Declaration of interests D.M.W. is a consultant to CTRL-Labs Inc., in the Reality Labs Division of Meta. This entity did not support or influence this work. The authors declare no other competing interests.

Figures

Fig. 1 |
Fig. 1 |. Elements of contextual learning in different domains.
Top row shows key elements of contextual learning (color coded; see also Box 1), panels show how they apply to specific domains. Three consecutive trials in a typical classical conditioning (a), episodic memory (b), instrumental learning (c) and motor adaptation (d) task. For each task, the first two trials (trials n−1 and n) are in context 1 (blue), and the last trial (trial n+1) is in context 2 (red). Each context can be associated with an observed sensory cue (pink, conditioning chamber in a, background image in b and c, and orientation of virtual tool in d). The sensory cue is informative of the context but is not directly related to task performance. On each trial, the participant observes a state (orange, presence or absence of auditory tone in a, foreground image in b and c, and target location in d). The participant selects an action (green, no action is taken in a and b, discrete button press in c, and continuous elbow joint torque in d). Given the state and action (if applicable), the participant receives feedback (purple, presence or absence of foot shock in a, no feedback in b, monetary reward in c, and observed hand trajectory in d). The relationship between state, action and feedback is determined by the context-specific contingencies (gray box).

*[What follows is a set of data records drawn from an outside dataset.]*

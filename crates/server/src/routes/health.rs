//! Health check endpoints.

use axum::{Json, extract::State};
use serde::Serialize;

use crate::state::AppState;

/// Liveness health check endpoint.
///
/// Returns "ok" if the server is running. Does not check dependencies.
pub async fn health() -> &'static str {
    "ok"
}

/// Which integrations have their credentials configured.
#[derive(Debug, Serialize)]
#[serde(rename_all = "camelCase")]
pub struct Integrations {
    pub stripe: bool,
    pub printful: bool,
    pub spotify: bool,
    pub base_url: bool,
}

/// Readiness response body.
#[derive(Debug, Serialize)]
#[serde(rename_all = "camelCase")]
pub struct Readiness {
    pub status: &'static str,
    pub integrations: Integrations,
    #[serde(skip_serializing_if = "Option::is_none")]
    pub stripe_publishable_key: Option<String>,
}

/// Readiness health check endpoint.
///
/// There is no database to probe, so this always reports ready. The body
/// lists which integrations will work, since missing keys only surface per
/// request.
pub async fn readiness(State(state): State<AppState>) -> Json<Readiness> {
    let config = state.config();

    Json(Readiness {
        status: "ready",
        integrations: Integrations {
            stripe: state.stripe().is_configured(),
            printful: state.printful().is_configured(),
            spotify: state.spotify().is_configured(),
            base_url: config.base_url.is_some(),
        },
        stripe_publishable_key: config.stripe.publishable_key.clone(),
    })
}
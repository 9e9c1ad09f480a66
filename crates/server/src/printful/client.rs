//! Printful REST client implementation.

use std::sync::Arc;

use orgsite_core::PrintfulProductId;
use secrecy::{ExposeSecret, SecretString};
use serde::de::DeserializeOwned;
use tracing::{debug, instrument};

use super::PrintfulError;
use super::types::{Envelope, ErrorEnvelope, ProductDetail, SyncProduct};
use crate::config::PrintfulConfig;

/// Page size for the store product listing (Printful's maximum).
const PAGE_LIMIT: usize = 100;

/// Client for the Printful API.
#[derive(Clone)]
pub struct PrintfulClient {
    inner: Arc<PrintfulClientInner>,
}

struct PrintfulClientInner {
    client: reqwest::Client,
    api_base: String,
    api_key: Option<SecretString>,
}

impl PrintfulClient {
    /// Create a new Printful client sharing `client`'s pool and timeout.
    #[must_use]
    pub fn new(config: &PrintfulConfig, client: reqwest::Client) -> Self {
        Self {
            inner: Arc::new(PrintfulClientInner {
                client,
                api_base: config.api_base.clone(),
                api_key: config.api_key.clone(),
            }),
        }
    }

    /// Whether an API key is configured.
    #[must_use]
    pub fn is_configured(&self) -> bool {
        self.inner.api_key.is_some()
    }

    /// List every store product, following pagination to the end.
    ///
    /// # Errors
    ///
    /// Returns an error if any page request fails.
    #[instrument(skip(self))]
    pub async fn list_store_products(&self) -> Result<Vec<SyncProduct>, PrintfulError> {
        let mut products = Vec::new();
        let mut offset = 0;

        loop {
            let path = format!("/store/products?offset={offset}&limit={PAGE_LIMIT}");
            let page: Envelope<Vec<SyncProduct>> = self.get(&path).await?;
            let fetched = page.result.len();
            products.extend(page.result);

            // A missing paging block means the response is complete.
            let Some(paging) = page.paging else { break };
            offset = paging.offset + fetched;
            if fetched == 0 || offset >= paging.total {
                break;
            }
        }

        debug!(count = products.len(), "Listed Printful store products");
        Ok(products)
    }

    /// Fetch a store product with all of its sync variants.
    ///
    /// # Errors
    ///
    /// Returns an error if the request fails or the product does not exist.
    #[instrument(skip(self), fields(product_id = %id))]
    pub async fn get_store_product(
        &self,
        id: PrintfulProductId,
    ) -> Result<ProductDetail, PrintfulError> {
        let envelope: Envelope<ProductDetail> =
            self.get(&format!("/store/products/{id}")).await?;
        Ok(envelope.result)
    }

    async fn get<T: DeserializeOwned>(&self, path: &str) -> Result<T, PrintfulError> {
        let api_key = self
            .inner
            .api_key
            .as_ref()
            .ok_or(PrintfulError::MissingApiKey)?;
        let url = format!("{}{path}", self.inner.api_base);
        debug!(%url, "Printful GET");

        let response = self
            .inner
            .client
            .get(&url)
            .bearer_auth(api_key.expose_secret())
            .send()
            .await?;
        let status = response.status();

        if !status.is_success() {
            let body = response.text().await.unwrap_or_default();
            let message = serde_json::from_str::<ErrorEnvelope>(&body)
                .ok()
                .and_then(|envelope| {
                    envelope
                        .error
                        .and_then(|e| e.message)
                        .or_else(|| envelope.result.and_then(|r| r.as_str().map(String::from)))
                })
                .unwrap_or(body);
            return Err(PrintfulError::Api {
                status: status.as_u16(),
                message,
            });
        }

        let body = response.text().await?;
        serde_json::from_str(&body).map_err(|e| PrintfulError::Parse(e.to_string()))
    }
}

The straight arrows in d show velocity-dependent forces produced by the handle of the robot (not shown) grasped by the participant. Note that some of the specific experimental paradigms only use a subset of these ingredients. For example, actions are usually not considered in classical conditioning (a) or (the study phase of) episodic memory experiments (b; in this case, typically there is not even feedback, but see [142]), motor learning experiments (d) often have only one state (i.e. the same target across all trials) for each context, and many paradigms do not use any context-specific sensory cues. In addition, historically, the same term has come to refer to different concepts in different domains: for example, the term “state” as used in state-space models of motor learning [72, 114, 128] refers to the concept that we here call “contingency”, while we reserve the use of the term “state” in a sense that is closest to that used in reinforcement learning [120]. Finally, sometimes terms other than “context” are used to express the same concept (e.g. “task set” or “abstract rule” in economic decision making).
Fig. 2 |
Fig. 2 |. Internal model of the environment commonly imputed to learners.

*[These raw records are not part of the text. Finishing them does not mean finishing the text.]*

use axum::{
    Json, Router,
    body::{Body, Bytes, to_bytes},
    extract::State,
    http::{HeaderMap, Method, Request, StatusCode, Uri, header::AUTHORIZATION},
    response::{IntoResponse, Response},
};
use orgsite_server::config::{PrintfulConfig, SiteConfig, SpotifyConfig, StripeConfig};
use orgsite_server::{AppState, app};
use secrecy::SecretString;
use serde_json::{Value, json};
use tower::ServiceExt;

// =============================================================================
// Recorded calls
// =============================================================================

/// One request received by the fake upstream.
#[derive(Debug, Clone)]
pub struct RecordedCall {
    pub method: Method,
    pub path: String,
    pub query: Vec<(String, String)>,
    pub authorization: Option<String>,
    pub form: Vec<(String, String)>,
}

impl RecordedCall {
    /// First form value for `key`.
    #[must_use]
    pub fn form_value(&self, key: &str) -> Option<&str> {
        self.form
            .iter()
            .find(|(k, _)| k == key)
            .map(|(_, v)| v.as_str())
    }

    /// First query value for `key`.
    #[must_use]
    pub fn query_value(&self, key: &str) -> Option<&str> {
        self.query
            .iter()
            .find(|(k, _)| k == key)
            .map(|(_, v)| v.as_str())
    }
}

// =============================================================================
// Scripted provider state
// =============================================================================

/// A Stripe product held by the fake.
#[derive(Debug, Clone)]
pub struct FakeStripeProduct {
    pub id: String,
    pub name: String,
    pub metadata: BTreeMap<String, String>,
}

/// A Stripe price held by the fake.
#[derive(Debug, Clone)]
pub struct FakeStripePrice {
    pub id: String,
    pub product: String,
    pub unit_amount: i64,
    pub active: bool,
    pub metadata: BTreeMap<String, String>,
}

/// Scripted behavior and state of the fake providers.
#[derive(Debug, Default)]
pub struct Scenario {
    /// Printful product details (`sync_product` + `sync_variants`), in listing order.
    pub printful_products: Vec<Value>,
    /// Printful product ids whose detail request fails with a 500.
    pub printful_failing_ids: HashSet<i64>,
    /// Stripe rejects every checkout session creation.
    pub stripe_checkout_fails: bool,
    /// Stripe rejects product creation for these names.
    pub stripe_failing_product_names: HashSet<String>,
    pub stripe_products: Vec<FakeStripeProduct>,
    pub stripe_prices: Vec<FakeStripePrice>,
    /// Spotify rejects every token request.
    pub spotify_token_fails: bool,
}

static NEXT_ID: AtomicU64 = AtomicU64::new(1);

fn next_id(prefix: &str) -> String {
    format!("{prefix}_{}", NEXT_ID.fetch_add(1, Ordering::Relaxed))
}

/// A Printful product detail payload with one priced variant per entry.
#[must_use]
pub fn printful_product(id: i64, name: &str, variants: &[(i64, &str, Option<&str>)]) -> Value {
    let sync_variants: Vec<Value> = variants
        .iter()
        .map(|(variant_id, size, price)| {
            json!({
                "id": variant_id,
                "name": format!("{name} - Black / {size}"),
                "retail_price": price,
                "currency": "USD",
                "size": size,
                "color": "Black",
                "product": { "name": "Unisex Staple T-Shirt", "image": "https://files.example/blank.png" },
                "files": [{ "type": "preview", "preview_url": format!("https://files.example/{variant_id}.png") }],
            })
        })
        .collect();

    json!({
        "sync_product": {
            "id": id,
            "name": name,
            "variants": variants.len(),
            "synced": variants.len(),
            "thumbnail_url": format!("https://files.example/{id}.png"),
            "is_ignored": false,
        },
        "sync_variants": sync_variants,
    })
}

// =============================================================================
// Fake upstream server
// =============================================================================

#[derive(Clone, Default)]
struct Shared {
    calls: Arc<Mutex<Vec<RecordedCall>>>,
    scenario: Arc<Mutex<Scenario>>,
}

/// In-process fake of every provider the server talks to.
pub struct FakeUpstream {
    base_url: String,
    shared: Shared,
}

impl FakeUpstream {
    /// Start the fake on an ephemeral port with the given scenario.
    pub async fn start(scenario: Scenario) -> Self {
        let shared = Shared {
            calls: Arc::default(),
            scenario: Arc::new(Mutex::new(scenario)),
        };

        let router = Router::new().fallback(handle).with_state(shared.clone());
        let listener = tokio::net::TcpListener::bind("127.0.0.1:0").await.unwrap();
        let addr = listener.local_addr().unwrap();
        tokio::spawn(async move {
            axum::serve(listener, router).await.unwrap();
        });

        Self {
            base_url: format!("http://{addr}"),
            shared,
        }
    }

    /// Base URL the provider bases are nested under.
    #[must_use]
    pub fn base_url(&self) -> &str {
        &self.base_url
    }

    /// Every call received so far.
    #[must_use]
    pub fn calls(&self) -> Vec<RecordedCall> {
        self.shared.calls.lock().unwrap().clone()
    }

    /// Calls whose method and path match.
    #[must_use]
    pub fn calls_to(&self, method: &Method, path: &str) -> Vec<RecordedCall> {
        self.calls()
            .into_iter()
            .filter(|c| c.method == *method && c.path == path)
            .collect()
    }

    /// Calls whose path starts with `prefix`.
    #[must_use]
    pub fn calls_under(&self, prefix: &str) -> Vec<RecordedCall> {
        self.calls()
            .into_iter()
            .filter(|c| c.path.starts_with(prefix))
            .collect()
    }

    /// Inspect the scripted state (e.g. the Stripe prices after a sync).
    pub fn with_scenario<T>(&self, f: impl FnOnce(&mut Scenario) -> T) -> T {
        f(&mut self.shared.scenario.lock().unwrap())
    }
}

async fn handle(
    State(shared): State<Shared>,
    method: Method,
    uri: Uri,
    headers: HeaderMap,
    body: Bytes,
) -> Response {
    let call = RecordedCall {
        method,
        path: uri.path().to_string(),
        query: url::form_urlencoded::parse(uri.query().unwrap_or_default().as_bytes())
            .into_owned()
            .collect(),
        authorization: headers
            .get(AUTHORIZATION)
            .and_then(|v| v.to_str().ok())
            .map(String::from),
        form: url::form_urlencoded::parse(&body).into_owned().collect(),
    };
    shared.calls.lock().unwrap().push(call.clone());

    let mut scenario = shared.scenario.lock().unwrap();
    let segments: Vec<&str> = call.path.trim_start_matches('/').split('/').collect();

    match (call.method.as_str(), segments.as_slice()) {
        ("POST", ["stripe", "checkout", "sessions"]) => stripe_checkout(&scenario, &call),
        ("GET", ["stripe", "products", "search"]) => stripe_search(&scenario, &call),
        ("POST", ["stripe", "products"]) => stripe_create_product(&mut scenario, &call),
        ("POST", ["stripe", "products", id]) => stripe_update_product(&mut scenario, id, &call),
        ("GET", ["stripe", "prices"]) => stripe_list_prices(&scenario, &call),
        ("POST", ["stripe", "prices"]) => stripe_create_price(&mut scenario, &call),
        ("POST", ["stripe", "prices", id]) => stripe_update_price(&mut scenario, id),
        ("GET", ["printful", "store", "products"]) => printful_list(&scenario, &call),
        ("GET", ["printful", "store", "products", id]) => printful_detail(&scenario, id),
        ("POST", ["accounts", "api", "token"]) => spotify_token(&scenario, &call),
        ("GET", ["spotify", "playlists", id]) => {
            Json(json!({ "id": id, "name": "Club Mix", "tracks": { "total": 2 } })).into_response()
        }
        _ => (StatusCode::NOT_FOUND, "no fake route").into_response(),
    }
}

fn metadata_of(call: &RecordedCall) -> BTreeMap<String, String> {
    call.form
        .iter()
        .filter_map(|(k, v)| {
            k.strip_prefix("metadata[")
                .and_then(|rest| rest.strip_suffix(']'))
                .map(|key| (key.to_string(), v.clone()))
        })
        .collect()
}

fn stripe_error(status: StatusCode, message: &str) -> Response {
    (
        status,
        Json(json!({ "error": { "type": "invalid_request_error", "message": message } })),
    )
        .into_response()
}

fn product_json(product: &FakeStripeProduct) -> Value {
    json!({
        "id": product.id,
        "object": "product",
        "name": product.name,
        "active": true,
        "metadata": product.metadata,
    })
}

fn price_json(price: &FakeStripePrice) -> Value {
    json!({
        "id": price.id,
        "object": "price",
        "product": price.product,
        "active": price.active,
        "currency": "usd",
        "unit_amount": price.unit_amount,
        "metadata": price.metadata,
    })
}

/// Stripe's metadata limits: 50 keys, values up to 500 characters.
fn metadata_violation(call: &RecordedCall) -> Option<String> {
    let metadata: Vec<_> = call
        .form
        .iter()
        .filter(|(k, _)| k.starts_with("metadata["))
        .collect();
    if metadata.len() > 50 {
        return Some("Metadata can have at most 50 keys".to_string());
    }
    metadata
        .iter()
        .find(|(_, v)| v.chars().count() > 500)
        .map(|(k, _)| format!("Metadata value for {k} exceeds 500 characters"))
}

fn stripe_checkout(scenario: &Scenario, call: &RecordedCall) -> Response {
    if scenario.stripe_checkout_fails {
        return stripe_error(StatusCode::BAD_REQUEST, "Invalid API Key provided: sk_test_***");
    }
    if let Some(message) = metadata_violation(call) {
        return stripe_error(StatusCode::BAD_REQUEST, &message);
    }
    let id = next_id("cs_test");
    Json(json!({
        "id": id,
        "object": "checkout.session",
        "url": format!("https://checkout.stripe.com/c/pay/{id}"),
    }))
    .into_response()
}

fn stripe_search(scenario: &Scenario, call: &RecordedCall) -> Response {
    // query = metadata['key']:'value'
    let query = call.query_value("query").unwrap_or_default();
    let parsed = query
        .strip_prefix("metadata['")
        .and_then(|rest| rest.split_once("']:'"))
        .map(|(key, value)| (key, value.trim_end_matches('\'')));

    let data: Vec<Value> = parsed
        .map(|(key, value)| {
            scenario
                .stripe_products
                .iter()
                .filter(|p| p.metadata.get(key).map(String::as_str) == Some(value))
                .map(product_json)
                .collect()
        })
        .unwrap_or_default();

    Json(json!({ "object": "search_result", "data": data, "has_more": false })).into_response()
}

fn stripe_create_product(scenario: &mut Scenario, call: &RecordedCall) -> Response {
    let name = call.form_value("name").unwrap_or_default().to_string();
    if scenario.stripe_failing_product_names.contains(&name) {
        return stripe_error(StatusCode::BAD_REQUEST, "Product rejected");
    }
    let product = FakeStripeProduct {
        id: next_id("prod"),
        name,
        metadata: metadata_of(call),
    };
    let body = product_json(&product);
    scenario.stripe_products.push(product);
    Json(body).into_response()
}

fn stripe_update_product(scenario: &mut Scenario, id: &str, call: &RecordedCall) -> Response {
    let Some(product) = scenario.stripe_products.iter_mut().find(|p| p.id == id) else {
        return stripe_error(StatusCode::NOT_FOUND, "No such product");
    };
    if let Some(name) = call.form_value("name") {
        product.name = name.to_string();
    }
    product.metadata.extend(metadata_of(call));
    Json(product_json(product)).into_response()
}

fn stripe_list_prices(scenario: &Scenario, call: &RecordedCall) -> Response {
    let product = call.query_value("product").unwrap_or_default();
    let limit: usize = call
        .query_value("limit")
        .and_then(|l| l.parse().ok())
        .unwrap_or(10);
    let matching: Vec<&FakeStripePrice> = scenario
        .stripe_prices
        .iter()
        .filter(|p| p.product == product && p.active)
        .collect();
    let start = call
        .query_value("starting_after")
        .and_then(|after| matching.iter().position(|p| p.id == after))
        .map_or(0, |i| i + 1);

    let data: Vec<Value> = matching
        .iter()
        .skip(start)
        .take(limit)
        .copied()
        .map(price_json)
        .collect();
    let has_more = start + data.len() < matching.len();
    Json(json!({ "object": "list", "data": data, "has_more": has_more })).into_response()
}

fn stripe_create_price(scenario: &mut Scenario, call: &RecordedCall) -> Response {
    let price = FakeStripePrice {
        id: next_id("price"),
        product: call.form_value("product").unwrap_or_default().to_string(),
        unit_amount: call
            .form_value("unit_amount")
            .and_then(|a| a.parse().ok())
            .unwrap_or_default(),
        active: true,
        metadata: metadata_of(call),
    };
    let body = price_json(&price);
    scenario.stripe_prices.push(price);
    Json(body).into_response()
}

fn stripe_update_price(scenario: &mut Scenario, id: &str) -> Response {
    let Some(price) = scenario.stripe_prices.iter_mut().find(|p| p.id == id) else {
        return stripe_error(StatusCode::NOT_FOUND, "No such price");
    };
    price.active = false;
    Json(price_json(price)).into_response()
}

a-b. Graphical models underlying multiple context (a) and single context models (b). Temporal changes in variables (circles) are formalized by introducing multiple nodes for them, each corresponding to the value of the variable in a different time step (subscript), and then introducing directed edges (horizontal arrows) between them to describe how their future values depend on their past values (i.e. internal dynamics). The value of a variable in a given time step can also depend on other variables in the same time step (vertical arrows). a. Multiple-context model [12, 13, 58, 59, 95]. Contexts (top nodes, color represents the identity of the active context) evolve according to Markovian transition probabilities. Each context has its own contingency (only two shown for simplicity; in general, the number of contexts and contingencies can be unbounded). Contexts can also be associated with sensory cues (pink) of which the appearance probabilities are also dictated by the context-specific contingencies. Only the contingency associated with the active context influences the observed sensory cue, state (orange) and feedback (purple) variables (gating by context, black vs. gray arrows). Feedback can depend on both an observed state and an action (green). In general, the active contingency can also affect the next context transition (for clarity, arrows not shown). In addition, states may not be directly observable and may have their own (action-dependent) dynamics [120] (also not shown for clarity). Gray box indicates that the contingency, xt, determines the joint distribution of the variables inside the box (here: qt, st and rt) b. Single-context model [57, 119, 116] in which only a single contingency exists. c. Hierarchical contingencies: an example of transition probabilities (as generated by a hierarchical Dirichlet process). The set of probabilities for transitioning ‘from’ each context (bottom, horizontal multicolored bars, with the width of each stripe showing the probability of transitioning to each ‘to’ context) is a variation on a global set of probabilities (top). This way, learning about the local transition probabilities in a particular context informs inferences about global transition probabilities, in turn informing inferences about other local transition probabilities, even for context transitions that have not yet been observed.
Fig. 3 |
Fig. 3 |. Classical paradigms explained by contextual inference.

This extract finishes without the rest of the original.